When a character in a story tells you, as a writer or a reader, something like that, if you are paying attention you experience a wow moment. That’s when the tickles happen internally and those trigger the hackles, which on people are the tiny hairs on the backs of our necks. Those hairs raise in autonomic response to experiencing a piece of the truth. That’s how you know something is good.

Brent goes on at some length to explain to the other character, Lana, what he means. After making a statement like that usually a character has to explain it just in case the reader glossed over the remark and didn’t fully experience or benefit from the wow effect. But in this case, the wow happened to fit exactly into 140 characters. So it has been Twitter-approved as well. So, it must be the truth, right?

What Brent explained to Lana is the difference between true success and false success. True success is measured in terms well-beyond wealth or power. It comes from appraising the benefit others derive from knowing you and the influence you have upon them. A person who is truly successful can’t exactly measure his or her success because, by it nature, it is something others have to determine.

False success is the anthesis, of course. It is all about me and not about you. It is selfish and self-destructive. For a brief period everything seems to work well. Fame, wealth, power come because of self-focused determination that leads to apparent success. But the acquisition of the trappings of success corrupts the individual who does not possess the correct mental state for handling the benefits.
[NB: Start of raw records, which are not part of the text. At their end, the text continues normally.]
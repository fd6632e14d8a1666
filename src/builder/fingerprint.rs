//! Package fingerprinting for incremental builds.
//!
//! A fingerprint is a digest of everything that can change the outcome of
//! building, testing or linting a package. There are three flavors and each
//! is seeded with its own tag, so they never collide:
//!
//! - `pkg`: the package's build inputs plus the fingerprint of every
//!   transitive dependency.
//! - `test`: test flags, the package's own build fingerprint, the build
//!   fingerprints of its test imports, and the test sources.
//! - `lint`: lint arguments and the package's own sources only. A change in
//!   a dependency never invalidates a lint result.
//!
//! Each flavor is memoized on the package. Re-entering a computation that is
//! already running on the same thread yields [`Fingerprint::Cycle`] instead
//! of recursing forever, and so does waiting on another thread whose
//! computation is in turn waiting on this one. A computation that fails leaves the slot poisoned,
//! and the package reports [`Fingerprint::Cycle`] for that flavor until the
//! resolution context is dropped.

use std::fmt;
use std::io;
use std::path::PathBuf;
use std::sync::Arc;

use thiserror::Error;

use crate::core::package::CGO_IMPORT;
use crate::core::Package;
use crate::resolver::{PackageResolver, ResolveError};
use crate::util::config::{LintConfig, TestConfig};
use crate::util::{Claim, DigestBuilder, Memo, MemoGuard};

const CYCLE: &str = "cycle";

/// A computed fingerprint.
#[derive(Debug, Clone, PartialEq, Eq, Hash)]
pub enum Fingerprint {
    /// Lowercase hex SHA-256 digest
    Digest(String),
    /// The computation re-entered itself or failed earlier
    Cycle,
}

impl Fingerprint {
    /// Render as a string; `cycle` for [`Fingerprint::Cycle`].
    pub fn as_str(&self) -> &str {
        match self {
            Fingerprint::Digest(digest) => digest,
            Fingerprint::Cycle => CYCLE,
        }
    }

    /// Check if this is the cycle marker.
    pub fn is_cycle(&self) -> bool {
        matches!(self, Fingerprint::Cycle)
    }
}

impl fmt::Display for Fingerprint {
    fn fmt(&self, f: &mut fmt::Formatter<'_>) -> fmt::Result {
        f.write_str(self.as_str())
    }
}

/// Error while computing a fingerprint.
#[derive(Debug, Error)]
pub enum FingerprintError {
    #[error(transparent)]
    Resolve(#[from] ResolveError),

    #[error("failed to hash `{}` of package `{package}`", path.display())]
    Io {
        package: String,
        path: PathBuf,
        #[source]
        source: io::Error,
    },
}

/// Claim a fingerprint slot, or return the value it already settled on.
fn begin(memo: &Memo<Fingerprint>) -> Result<MemoGuard<'_, Fingerprint>, Fingerprint> {
    match memo.claim() {
        Claim::Vacant(slot) => Ok(slot),
        Claim::Ready(fp) => Err(fp),
        Claim::Reentered | Claim::Poisoned => Err(Fingerprint::Cycle),
    }
}

fn hash_files(
    digest: &mut DigestBuilder,
    pkg: &Package,
    files: &[&str],
) -> Result<(), FingerprintError> {
    for name in files {
        digest
            .update_file(pkg.dir(), name)
            .map_err(|source| FingerprintError::Io {
                package: pkg.import_path().to_string(),
                path: pkg.dir().join(name),
                source,
            })?;
    }
    Ok(())
}

fn finish(
    pkg: &Package,
    flavor: &str,
    digest: DigestBuilder,
    slot: MemoGuard<'_, Fingerprint>,
) -> Fingerprint {
    let fp = Fingerprint::Digest(digest.finish());
    tracing::debug!("{} fingerprint of {}: {}", flavor, pkg.import_path(), fp);
    slot.fill(fp.clone());
    fp
}

/// Fingerprint of the package's build inputs and all transitive dependencies.
pub fn build_fingerprint(
    resolver: &PackageResolver,
    pkg: &Arc<Package>,
) -> Result<Fingerprint, FingerprintError> {
    let slot = match begin(&pkg.build_fingerprint) {
        Ok(slot) => slot,
        Err(fp) => return Ok(fp),
    };

    let deps = resolver.dependencies(pkg)?;

    let mut digest = DigestBuilder::new();
    digest.line("pkg");

    for dep in &deps {
        let fp = build_fingerprint(resolver, dep)?;
        digest.line(format!("import {}", fp));
    }

    hash_files(&mut digest, pkg, &pkg.files().build_inputs())?;

    Ok(finish(pkg, "build", digest, slot))
}

/// Fingerprint of everything that can change the package's test results.
///
/// Test imports are resolved as fresh records with test imports enabled,
/// independent of the cached records the build fingerprint uses.
pub fn test_fingerprint(
    resolver: &PackageResolver,
    pkg: &Arc<Package>,
    config: &TestConfig,
) -> Result<Fingerprint, FingerprintError> {
    let slot = match begin(&pkg.test_fingerprint) {
        Ok(slot) => slot,
        Err(fp) => return Ok(fp),
    };

    let mut digest = DigestBuilder::new();
    digest.line("test");

    if config.race {
        digest.line("-race");
    }
    if config.short {
        digest.line("-short");
    }
    if config.verbose {
        digest.line("-v");
    }

    let own = build_fingerprint(resolver, pkg)?;
    digest.line(format!("pkg {}", own));

    let imports = [
        ("testimport", pkg.test_imports()),
        ("xtestimport", pkg.xtest_imports()),
    ];

    for (kind, paths) in imports {
        for import_path in paths.iter().filter(|p| *p != CGO_IMPORT) {
            let dep = resolver
                .resolve_fresh(import_path, pkg.dir(), true)
                .map_err(|e| ResolveError::import(pkg.import_path(), import_path.as_str(), e))?;
            let fp = build_fingerprint(resolver, &dep)?;
            digest.line(format!("{} {}", kind, fp));
        }
    }

    hash_files(&mut digest, pkg, &pkg.files().test_inputs())?;

    Ok(finish(pkg, "test", digest, slot))
}

/// Fingerprint of the package's own sources as seen by the linter.
pub fn lint_fingerprint(
    pkg: &Package,
    config: &LintConfig,
) -> Result<Fingerprint, FingerprintError> {
    let slot = match begin(&pkg.lint_fingerprint) {
        Ok(slot) => slot,
        Err(fp) => return Ok(fp),
    };

    let mut digest = DigestBuilder::new();
    digest.line("lint");

    for arg in config.lint_args() {
        digest.line(arg);
    }

    hash_files(&mut digest, pkg, &pkg.files().lint_inputs(!config.no_tests))?;

    Ok(finish(pkg, "lint", digest, slot))
}
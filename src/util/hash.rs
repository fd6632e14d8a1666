//! Digest construction for package fingerprints.
//!
//! Every fingerprint is a SHA-256 stream of newline-terminated tag lines,
//! raw file contents and byte counts, rendered as lowercase hex.

use std::fs::File;
use std::io::{self, BufReader, Read};
use std::path::Path;

use sha2::{Digest, Sha256};

/// Incremental builder for a fingerprint digest.
#[derive(Default)]
pub struct DigestBuilder {
    hasher: Sha256,
}

impl DigestBuilder {
    /// Create a new, empty digest builder.
    pub fn new() -> Self {
        DigestBuilder {
            hasher: Sha256::new(),
        }
    }

    /// Add a newline-terminated line.
    pub fn line(&mut self, line: impl AsRef<str>) -> &mut Self {
        self.hasher.update(line.as_ref().as_bytes());
        self.hasher.update(b"\n");
        self
    }

    /// Stream a file into the digest.
    ///
    /// The file contributes its relative name, its raw bytes and its byte
    /// count, so a rename and a content change are both observable.
    pub fn update_file(&mut self, dir: &Path, name: &str) -> io::Result<u64> {
        let file = File::open(dir.join(name))?;

        self.line(format!("file {}", name));

        let mut reader = BufReader::new(file);
        let mut buffer = [0u8; 8192];
        let mut total = 0u64;

        loop {
            let bytes_read = reader.read(&mut buffer)?;
            if bytes_read == 0 {
                break;
            }
            self.hasher.update(&buffer[..bytes_read]);
            total += bytes_read as u64;
        }

        self.line(format!("{} bytes", total));
        Ok(total)
    }

    /// Finalize and return the digest as a lowercase hex string.
    pub fn finish(self) -> String {
        hex::encode(self.hasher.finalize())
    }
}
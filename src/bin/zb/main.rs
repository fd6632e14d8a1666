//! zb CLI - inspection surface for the zb build engine

use anyhow::Result;
use clap::Parser;
use tracing_subscriber::EnvFilter;

mod cli;
mod commands;

use cli::{Cli, Commands};
use zb::builder::FingerprintError;
use zb::ops::ExpandError;
use zb::util::diagnostic::emit;
use zb::util::GlobalContext;
use zb::ResolveError;

fn main() {
    let cli = Cli::parse();
    let color = !cli.no_color;

    if let Err(e) = run(cli, color) {
        report(&e, color);
        std::process::exit(1);
    }
}

fn run(cli: Cli, color: bool) -> Result<()> {
    // Set up logging
    let filter = if cli.verbose {
        EnvFilter::new("zb=debug")
    } else {
        EnvFilter::new("zb=info")
    };

    tracing_subscriber::fmt()
        .with_env_filter(filter)
        .with_writer(std::io::stderr)
        .with_target(false)
        .without_time()
        .init();

    let mut ctx = GlobalContext::new()?;
    ctx.set_color(color);
    if !cli.roots.is_empty() {
        ctx.config_mut().paths.roots = cli.roots;
    }
    if cli.std_root.is_some() {
        ctx.config_mut().paths.std_root = cli.std_root;
    }

    match cli.command {
        Commands::Deps(args) => commands::deps::execute(&ctx, args),
        Commands::Hash(args) => commands::hash::execute(&ctx, args),
        Commands::Targets(args) => commands::targets::execute(ctx, args),
    }
}

/// Print an error, as a diagnostic when it comes from package resolution.
fn report(e: &anyhow::Error, color: bool) {
    let resolve = e
        .downcast_ref::<ResolveError>()
        .or_else(|| match e.downcast_ref::<ExpandError>() {
            Some(ExpandError::Resolve(err)) => Some(err),
            _ => None,
        })
        .or_else(|| match e.downcast_ref::<FingerprintError>() {
            Some(FingerprintError::Resolve(err)) => Some(err),
            _ => None,
        });

    match resolve {
        Some(err) => emit(&err.to_diagnostic(), color),
        None => eprintln!("error: {:#}", e),
    }
}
And so, the trappings become a trap, a snare from which the pseudo-successful cannot escape, tethered to the corruption of the world around him or her and which he or she cannot be extricated. The trap destroys the the falsely successful.
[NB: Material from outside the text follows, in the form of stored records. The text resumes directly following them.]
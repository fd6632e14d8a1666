//! Filesystem utilities.

use std::fs;
use std::io;
use std::path::{Component, Path};

/// Check whether a file or directory name is ignored by the build tool.
pub fn is_ignored_name(name: &str) -> bool {
    name.starts_with('_') || name.starts_with('.')
}

/// Names of the regular files in `dir` that are not ignored, sorted.
pub fn list_source_files(dir: &Path) -> io::Result<Vec<String>> {
    let mut names = Vec::new();

    for entry in fs::read_dir(dir)? {
        let entry = entry?;
        if !entry.file_type()?.is_file() {
            continue;
        }
        let Some(name) = entry.file_name().to_str().map(str::to_string) else {
            tracing::debug!("skipping non-UTF-8 file name in {}", dir.display());
            continue;
        };
        if !is_ignored_name(&name) {
            names.push(name);
        }
    }

    names.sort();
    Ok(names)
}

/// Slash-separated path of `path` relative to `base`.
///
/// Returns `None` if `path` is not inside `base`.
pub fn slash_relative(base: &Path, path: &Path) -> Option<String> {
    if !path.starts_with(base) {
        return None;
    }
    let rel = pathdiff::diff_paths(path, base)?;

    let mut parts = Vec::new();
    for component in rel.components() {
        match component {
            Component::Normal(part) => parts.push(part.to_str()?.to_string()),
            Component::CurDir => {}
            _ => return None,
        }
    }
    Some(parts.join("/"))
}
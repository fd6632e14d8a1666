//! CLI definitions using clap.

use std::path::PathBuf;

use clap::{Args, Parser, Subcommand};

use zb::TargetKind;

/// zb - inspect package graphs, fingerprints and build targets
#[derive(Parser)]
#[command(name = "zb")]
#[command(author, version, about, long_about = None)]
pub struct Cli {
    /// Enable verbose output
    #[arg(short, long, global = true)]
    pub verbose: bool,

    /// Disable colored output
    #[arg(long, global = true)]
    pub no_color: bool,

    /// Source root to search; may be repeated (defaults to config, then cwd)
    #[arg(long = "root", value_name = "DIR", global = true)]
    pub roots: Vec<PathBuf>,

    /// Standard library root
    #[arg(long, value_name = "DIR", env = "ZB_STD_ROOT", global = true)]
    pub std_root: Option<PathBuf>,

    #[command(subcommand)]
    pub command: Commands,
}

#[derive(Subcommand)]
pub enum Commands {
    /// Print the transitive dependencies of a package
    Deps(DepsArgs),

    /// Print package fingerprints
    Hash(HashArgs),

    /// Print the targets an operation expands to
    Targets(TargetsArgs),
}

#[derive(Args)]
pub struct DepsArgs {
    /// Import path of the package
    pub import_path: String,

    /// Follow the package's own test imports
    #[arg(long)]
    pub test: bool,
}

#[derive(Args)]
pub struct HashArgs {
    /// Import paths of the packages
    #[arg(required = true)]
    pub import_paths: Vec<String>,

    /// Print test fingerprints
    #[arg(long, conflicts_with = "lint")]
    pub test: bool,

    /// Print lint fingerprints
    #[arg(long)]
    pub lint: bool,
}

#[derive(Args)]
pub struct TargetsArgs {
    /// Operation: build, install or generate
    pub kind: TargetKind,

    /// Import path of the package
    pub import_path: String,

    /// Project directory command binaries are built into
    #[arg(long)]
    pub project_dir: Option<PathBuf>,

    /// Keep only the package itself and generate markers
    #[arg(long)]
    pub rebuild_all: bool,

    /// Skip generate directive scanning
    #[arg(long)]
    pub no_generate: bool,

    /// Revision identifier attached to package artifacts
    #[arg(long)]
    pub revision: Option<String>,

    /// Print targets as JSON
    #[arg(long)]
    pub json: bool,
}
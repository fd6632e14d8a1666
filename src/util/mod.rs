//! Shared utilities

pub mod config;
pub mod context;
pub mod diagnostic;
pub mod fs;
pub mod hash;
pub mod memo;

pub use config::Config;
pub use context::GlobalContext;
pub use diagnostic::Diagnostic;
pub use hash::DigestBuilder;
pub use memo::{Claim, Memo, MemoGuard};
//! zb - dependency resolution and incremental build caching
//!
//! This crate provides the core of a repository-oriented build tool:
//! package resolution, transitive dependency graphs, content fingerprints
//! and expansion of build operations into output targets.

pub mod builder;
pub mod core;
pub mod ops;
pub mod resolver;
pub mod sources;
pub mod util;

/// Test utilities for zb unit tests.
///
/// This module is only available when compiling with `--cfg test`. It
/// provides an in-memory import service and package fixtures written to a
/// temporary source root.
#[cfg(test)]
pub mod test_support;

pub use builder::{
    build_fingerprint, lint_fingerprint, test_fingerprint, BuildContext, Fingerprint,
};
pub use crate::core::{
    Dependency, Package, PackageMetadata, Revision, Target, TargetKind, TargetSet,
};
pub use ops::expand;
pub use resolver::{PackageResolver, ResolveError};
pub use sources::{ImportResolver, PathMapper, SourceTree};
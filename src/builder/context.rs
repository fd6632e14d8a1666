//! Build context - resolution state, output layout and expansion settings.

use std::fmt;
use std::sync::Arc;

use crate::resolver::PackageResolver;
use crate::sources::PathMapper;
use crate::util::config::BuildConfig;

/// Everything target expansion needs from its caller.
pub struct BuildContext {
    /// Resolution context owning the package records
    resolver: PackageResolver,

    /// Output path layout
    mapper: Arc<dyn PathMapper>,

    /// Expansion settings
    config: BuildConfig,
}

impl BuildContext {
    /// Create a build context with default settings.
    pub fn new(resolver: PackageResolver, mapper: Arc<dyn PathMapper>) -> Self {
        BuildContext {
            resolver,
            mapper,
            config: BuildConfig::default(),
        }
    }

    /// Replace the expansion settings.
    pub fn with_config(mut self, config: BuildConfig) -> Self {
        self.config = config;
        self
    }

    /// Get the resolution context.
    pub fn resolver(&self) -> &PackageResolver {
        &self.resolver
    }

    /// Get the output path layout.
    pub fn mapper(&self) -> &dyn PathMapper {
        self.mapper.as_ref()
    }

    /// Get the expansion settings.
    pub fn config(&self) -> &BuildConfig {
        &self.config
    }

    /// Check if everything is being rebuilt.
    pub fn rebuild_all(&self) -> bool {
        self.config.rebuild_all
    }

    /// Check if generate directive scanning is disabled.
    pub fn no_generate(&self) -> bool {
        self.config.no_generate
    }
}

impl fmt::Debug for BuildContext {
    fn fmt(&self, f: &mut fmt::Formatter<'_>) -> fmt::Result {
        f.debug_struct("BuildContext")
            .field("resolver", &self.resolver)
            .field("config", &self.config)
            .finish()
    }
}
That is why people who do not understand the truth crash and burn, their success flames out and proves fleeting. Unless the formerly false successful arrive at the enlightened moment, understanding that what made him or her successful previously were the people around him or her, failure continues.

You see, in the book about Brent and Lana, Brent is a writer. I know it’s a stretch of the imagination for a writer, me, to have an alter ego who is a writer. But it happens Brent and I are and have always been pretty close. So, whatever. Anyway, Lana is hired to edit one of Brent’s books about wolfcats and in the course of reading the story and living in his house, which is haunted mansion, she learns that Brent, who is – as a writer – at least partially nuts by anyone else’s standards, knows a lot of secrets about how the world works. She presses him. She believes in him and his art and wants to make him successful. But Brent explains to her that the real story he has to tell others is about her and not him.

Lana happens to be the alter ego of a character in Brent’s story. She’s his muse, if you will. She is the real world incarnation of a wolfcat. His story, then, was only ever for her benefit. Finding meaning from the strange life she has endured he helps her pull all the pieces together and learn about her destiny.

It all goes back to the truth, or at least the part of it, that seems antithetical at first. Going forward sometimes requires going backwards – or having that sort of outlook on life. One may find the truth from exposing the lies. That’s one of the examples Brent gives in the course telling the story. He shows Lana a path to the truth but allows that discovery to become a personal event, because that is the only way it will last. He cannot tell anyone the truth because each person needs to discover is or her relationship with the world. How it happens comes in many ways but most often it is through the expression of art in its many and various forms.

Brent, as an artistic sort, gravitates toward other artists. From my experience that is how it happens in life. Artists feed one another’s creative souls. Why wouldn’t we enjoy one another’s company? Artists tend to know other artists and understand the art if not the person. We naturally feel comfortable connecting with the creative aspect of the nature surrounding us. When Brent tells Lana the truth about success he hopes to explain why he is not concerned with becoming famous as a by product of producing his art. He says that success is not a goal or a destination but instead a process that is measured in another’s terms.